I got nothing out of that conversation. Cinna seems to be another one who's a lot like me.

"What should I do?"

"Well, you will probably be in a position to influence people, most probably your peers. From what you've told me of the regime you go through, he's trying another angle to bring you under. You are guarded against a 'frontal assault', so I think he's going to try and appeal any sense of greed you may have. Or need for control."

"I'm not safe aren't I?"

"In a way, I suppose it'll be worse for you than the Tributes. You'll be heading into a different arena. Possibly a more dangerous one."

I grimace and Cinna pats my shoulder comfortingly.

"I have something for you."

I look up as he pulls something out the garment bag. It's truly a Cinna original. The suit is coal-black and it's paired with a flame red-orange with thin gold stripes dress shirt. The buttons are the customary ones that he designed for my use. The thing that really surprises me is that where the school crest would have been on my uniform is that design again in gold and silver. And when I put it on and turn around, it's emblazoned on my back like I'm carrying a shield.

"It's perfect, but it seems a little blatant."

"Just reminding him who he's dealing with. The Boy Who Won't Break."

"I hope I don't have to wear this for lunch tomorrow, it's too good for the President."

"I agree. You tell me when you want to put that on and I will give it back to you. This is for tomorrow."

He pulls out a replica of the uniform I wore my first day. Down to the emblem on the buttons of the black shirt. But he's done it again. Where the school crest should be is my own, except with the colours inverted, the dandelion gold and starkly visible against the silver.

"You're still Peeta Mellark, the Baker's son. They may bring you here and try to change you but you haven't. This is just a bit subtler than the other one."

"Thank you, this is perfect for tomorrow."

* * *

The President's home is an exercise in icy extravagance. All I can tell is that he is obsessed with his name.

And he gives me the creeps. When I first stand to greet him, his eyes rest for a full five seconds on my crest. I'm sure he knows something I don't – that maybe my personal emblem is

The Reaping for the 74th Hunger Games is in an hour, along with our lunch. While we wait, he's taking me on a tour of his mansion.

I would rather be anywhere but here. The President is constantly scrutinising me. I'd rather be back at home, icing the cakes – I'd even prefer to be in my room in the school, with the shells of my roommates, sketching or painting.

Apparently my acting is just that good.

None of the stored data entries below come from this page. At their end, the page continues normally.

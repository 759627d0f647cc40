//! 错误处理模块
//!
//! 定义应用程序的统一错误类型

use thiserror::Error;

/// Health SMS Probe 应用程序的主要错误类型
#[derive(Error, Debug)]
pub enum AppError {
    /// 配置相关错误
    #[error("配置错误: {0}")]
    Config(#[from] ConfigError),

    /// 健康检测相关错误
    #[error("健康检测错误: {0}")]
    HealthCheck(#[from] HealthCheckError),

    /// 通知相关错误
    #[error("通知错误: {0}")]
    Notification(#[from] NotificationError),

    /// IO错误
    #[error("IO错误: {0}")]
    Io(#[from] std::io::Error),

    /// JSON序列化/反序列化错误
    #[error("JSON错误: {0}")]
    Json(#[from] serde_json::Error),
}

/// 配置错误类型
#[derive(Error, Debug)]
pub enum ConfigError {
    /// 必填配置项缺失
    #[error("缺少必填配置项: {key}")]
    Missing { key: String },

    /// 配置文件解析错误
    #[error("配置文件解析失败: {0}")]
    ParseError(String),

    /// 配置验证错误
    #[error("配置验证失败: {0}")]
    ValidationError(String),

    /// 配置文件不存在
    #[error("配置文件不存在: {path}")]
    FileNotFound { path: String },

    /// 环境变量替换错误
    #[error("环境变量替换失败: {var}")]
    EnvVarError { var: String },
}

/// 健康检测错误类型
#[derive(Error, Debug)]
pub enum HealthCheckError {
    /// HTTP请求错误（DNS、连接、TLS、超时）
    ///
    /// 显示文本即底层传输错误的描述，会原样作为短信内容发送
    #[error("{0}")]
    Request(#[from] reqwest::Error),

    /// 响应体读取失败
    #[error("响应体读取失败: {0}")]
    BodyRead(reqwest::Error),
}

/// 通知错误类型
#[derive(Error, Debug)]
pub enum NotificationError {
    /// 服务商返回的结构化错误（带错误码）
    #[error("服务商错误 [{code}]: {message}")]
    Provider { code: String, message: String },

    /// 无错误码的通用发送错误（网络、凭证、SDK 内部错误等）
    #[error("通知发送失败: {0}")]
    Transport(String),

    /// 模板渲染错误
    #[error("模板渲染失败: {0}")]
    Template(String),
}

impl NotificationError {
    /// 服务商错误码（仅结构化错误才有）
    pub fn provider_code(&self) -> Option<&str> {
        match self {
            NotificationError::Provider { code, .. } => Some(code),
            _ => None,
        }
    }
}

/// 结果类型别名
pub type Result<T> = std::result::Result<T, AppError>;

/// 把错误及其 `source()` 链拼成一行文本
///
/// 已经出现在前文中的底层描述不会重复追加
pub fn error_chain(err: &dyn std::error::Error) -> String {
    let mut text = err.to_string();
    let mut source = err.source();
    while let Some(cause) = source {
        let cause_text = cause.to_string();
        if !cause_text.is_empty() && !text.contains(&cause_text) {
            text.push_str(": ");
            text.push_str(&cause_text);
        }
        source = cause.source();
    }
    text
}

He doesn't seem to think anything is wrong with me – with my beliefs that are aligned against him.

We sit in a rose garden, opposite each other. I can't tell if the sickly smell is from them or him. Or if the cutlery is platinum or silver. The holo-TV is placed in front of us.

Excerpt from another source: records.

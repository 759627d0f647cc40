//! 配置管理模块
//!
//! 提供环境变量、命令行与配置文件的解析、合并和验证功能

pub mod loader;
pub mod types;

// 重新导出主要类型
pub use loader::{ConfigLoader, EnvConfigLoader, TomlConfigLoader};
pub use types::{
    parse_expected_status, validate_config, CheckTarget, ConfigOverrides, FileConfig,
    NotificationTarget, ProbeConfig, TemplateConfig, DEFAULT_EXPECTED_STATUS,
};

We sit. We eat. I try to hide my true beliefs all the while I chat 'pleasantly' with him. I watch with growing grief in my heart as children are Reaped or if they volunteer while my dining partner give commentary on what he believes the odds are for each of them. I watch in horror when Primrose Everdeen is Reaped. My hearts stops when Katniss volunteers.

My name is Peeta Mellark. I am a Scholar. I haven't seen my district in over a year. According to Cinna, I've stepped into a dangerous arena – I would agree, Snow's a player here. The girl I've been in love with since I was five – my unfulfilled Mockingjay wish – has just been Reaped.

And under the gaze of Snow, I retain a mask of objective pity when inside, all I want to do is scream.


	3. Chapter Two

**AN:** I don't own the Hunger Games. I hope you enjoy the new chapter!

* * *

**Arc One: The Scholar.**

* * *

**Chapter Two.**

I saw her today, in the opening parade ceremony and for the first time, I realise that we match. Not really not right now, but Cinna must have planned for me to present myself as a team together with this year's tributes. I don't think that he would have ever thought that _she'd_ be in these ones, but what's done is done.

But he's certainly created an image. She burned into the eyes of the Capitol tonight.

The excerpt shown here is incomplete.